- Date published:
6:30 am, August 29th, 2017 - 5 comments
Categories: video - Tags: Digital Media Fund, diversity, documentary, Loading Docs, Maori, New Zealand on Air, Te Māngai Pāho, The New Zealand Film Commission
This year’s Loading Docs theme is ‘diversity’, which is probably not a bad thing to ponder in the run up to an election.
If you haven’t sampled a loading doc before, they’ve become an annual event. Local documentary filmmakers present ideas for three-minute films. Ten are selected and made under the supervision of the Loading Docs team. Each project must run its own crowdfunding campaign but it also receives matched funding. On completion, all the films are made available on the Loading Docs website for anyone to enjoy.
The results are as diverse and interesting as the subjects tackled, and it’s always surprising what can be held up for inspection in three minutes. From seniors singing about building their own coffins to Asian men talking about sex; from a Māori takatāpui meditating on the intersection of ethnicity and gender to a Chinese grandmother’s gentle observations of her life in New Zealand. One, entirely in te reo, explores a uniquely Māori view of a fall from grace and its recovery. Other films created portraits of a conservationist and his kea-locating dog, the real-estate-flavoured works of artist John Radford, spelunking, a poet’s reflections on his battle with a degenerative disease and rugby as a way to find community in Japan – the concept of diversity was obviously generously interpreted.

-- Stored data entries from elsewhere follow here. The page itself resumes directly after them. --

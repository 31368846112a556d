//! N3 serialization (spec §6.2): re-emits the syntax tree, one
//! `.`-terminated statement per line, recursing into nested formulas.

use super::ast::{
    Directive, Document, Path, PathItem, PathOp, Predicate, PredicateObject, Statement, Triples, Verb,
};
use crate::turtle::ast::Literal;
use crate::turtle::serialize::{write_blank_node, write_iri};
use std::fmt::Write;

impl Document {
    /// Round-trippable textual form (spec §6.1 `Document.toString()`).
    pub fn to_text(&self) -> String {
        let mut out = String::new();
        write_statements(&mut out, &self.0);
        out
    }
}

fn write_statements(out: &mut String, statements: &[Statement]) {
    for stmt in statements {
        write_statement(out, stmt);
    }
}

fn write_statement(out: &mut String, stmt: &Statement) {
    match stmt {
        Statement::Directive(Directive::Prefix { prefix, iri }) => {
            writeln!(out, "@prefix {}: <{}> .", prefix, iri).unwrap();
        }
        Statement::Directive(Directive::Base(iri)) => {
            writeln!(out, "@base <{}> .", iri).unwrap();
        }
        Statement::Triples(t) => {
            write_triples(out, t);
            out.push_str(" .\n");
        }
    }
}

fn write_triples(out: &mut String, t: &Triples) {
    write_path(out, &t.subject);
    if !t.predicate_objects.is_empty() {
        out.push(' ');
        write_predicate_object_list(out, &t.predicate_objects);
    }
}

fn write_predicate_object_list(out: &mut String, list: &[PredicateObject]) {
    for (i, po) in list.iter().enumerate() {
        if i > 0 {
            out.push_str(" ; ");
        }
        write_verb(out, &po.verb);
        out.push(' ');
        for (j, o) in po.objects.iter().enumerate() {
            if j > 0 {
                out.push_str(", ");
            }
            write_path(out, o);
        }
    }
}

fn write_verb(out: &mut String, verb: &Verb) {
    match verb {
        Verb::A => out.push('a'),
        Verb::ReverseImplies => out.push_str("<="),
        Verb::Implies => out.push_str("=>"),
        Verb::SameAs => out.push('='),
        Verb::Has(p) => {
            out.push_str("has ");
            write_path(out, p);
        }
        Verb::IsOf(p) => {
            out.push_str("is ");
            write_path(out, p);
            out.push_str(" of");
        }
        Verb::Predicate(Predicate::Forward(p)) => write_path(out, p),
        Verb::Predicate(Predicate::Inverse(p)) => {
            out.push_str("<- ");
            write_path(out, p);
        }
    }
}

fn write_path(out: &mut String, path: &Path) {
    write_path_item(out, &path.item);
    if let Some((op, next)) = &path.next {
        out.push(match op {
            PathOp::Forward => '!',
            PathOp::Reverse => '^',
        });
        write_path(out, next);
    }
}

fn write_path_item(out: &mut String, item: &PathItem) {
    match item {
        PathItem::Iri(iri) => write_iri(out, iri),
        PathItem::BlankNode(bn) => write_blank_node(out, bn),
        PathItem::QuickVar(name) => {
            out.push('?');
            out.push_str(name);
        }
        PathItem::Collection(items) => {
            out.push('(');
            for (i, item) in items.iter().enumerate() {
                if i > 0 {
                    out.push(' ');
                }
                write_path(out, item);
            }
            out.push(')');
        }
        PathItem::BlankNodePropertyList(list) => {
            out.push_str("[ ");
            write_predicate_object_list(out, list);
            out.push_str(" ]");
        }
        PathItem::IriPropertyList { iri, list } => {
            out.push_str("[ id ");
            write_iri(out, iri);
            out.push(' ');
            write_predicate_object_list(out, list);
            out.push_str(" ]");
        }
        PathItem::Literal(lit) => write_literal(out, lit),
        PathItem::Formula(statements) => {
            out.push_str("{ ");
            write_statements(out, statements);
            out.push('}');
        }
    }
}

fn write_literal(out: &mut String, lit: &Literal) {
    match lit {
        Literal::String {
            value,
            language,
            datatype,
            ..
        } => {
            write!(out, "\"{}\"", crate::lex::escape(value)).unwrap();
            if let Some(lang) = language {
                write!(out, "@{}", lang).unwrap();
            } else if let Some(dt) = datatype {
                out.push_str("^^");
                write_iri(out, dt);
            }
        }
        Literal::Numeric { lexical, .. } => out.push_str(lexical),
        Literal::Boolean(b) => out.push_str(if *b { "true" } else { "false" }),
    }
}

#[cfg(test)]
mod test {
    use super::*;
    use crate::n3::parse::parse_document;

    #[test]
    fn roundtrips_a_simple_triple() {
        let text = "<http://a/s> <http://a/p> <http://a/o> .\n";
        let doc = parse_document(text).unwrap();
        assert_eq!(doc.to_text(), text);
    }

    #[test]
    fn quick_var_roundtrips() {
        let text = "?x <http://a/p> ?y .\n";
        let doc = parse_document(text).unwrap();
        assert_eq!(doc.to_text(), text);
    }

    #[test]
    fn formula_roundtrips() {
        let text = "{ ?x <http://a/p> ?y . } => { ?y <http://a/q> ?x . } .\n";
        let doc = parse_document(text).unwrap();
        assert_eq!(doc.to_text(), text);
    }

    #[test]
    fn bare_path_statement_roundtrips() {
        let text = "?x .\n";
        let doc = parse_document(text).unwrap();
        assert_eq!(doc.to_text(), text);
    }
}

If you’re finding party-political announcements and the attendant media circus are losing their shine, Loading Docs offers something more subtle. Like a robust election, these slices of life demand engagement with issues and ideas, although without the usual campaign taglines and clichés. The fresh view each delivers certainly reminded me of what I want from a change in government – a New Zealand in which diversity in all its forms – ecological, cultural, ethnic, gendered, embodied, aged – has a real place.
I tried to pick a couple of personal favourites but it’s next to impossible. The Coffin Club is bold, East Meets East made me cry and Asian Men Talk About Sex is utterly charming, but every film has its own magic. If thestandard had a rating system I’d give the whole ensemble a solid 4/5 stars, and I look forward to hearing more about other people’s faves in the comments.
Thanks Lyn and welcome to the Standard. Some of these films are great …
My favourite scene in the kea video was the dog being eyed up by the kea, and the guy telling one of them to “leave it”.
I’m in awe that the dude handles the kea with his bare hands.
(and I was indeed shocked to learn there are less kea than kiwi).
Yes. Good stuff.
Coffins? Why not DIY? (Can now skip the coffin and preservatives and be buried in shallow graves in a shroud. Sounds Like a good idea.)
And those super clever keas are my favourite bird. Save them- please!
Coffin Club, the musical, brilliant. Glory box, lol.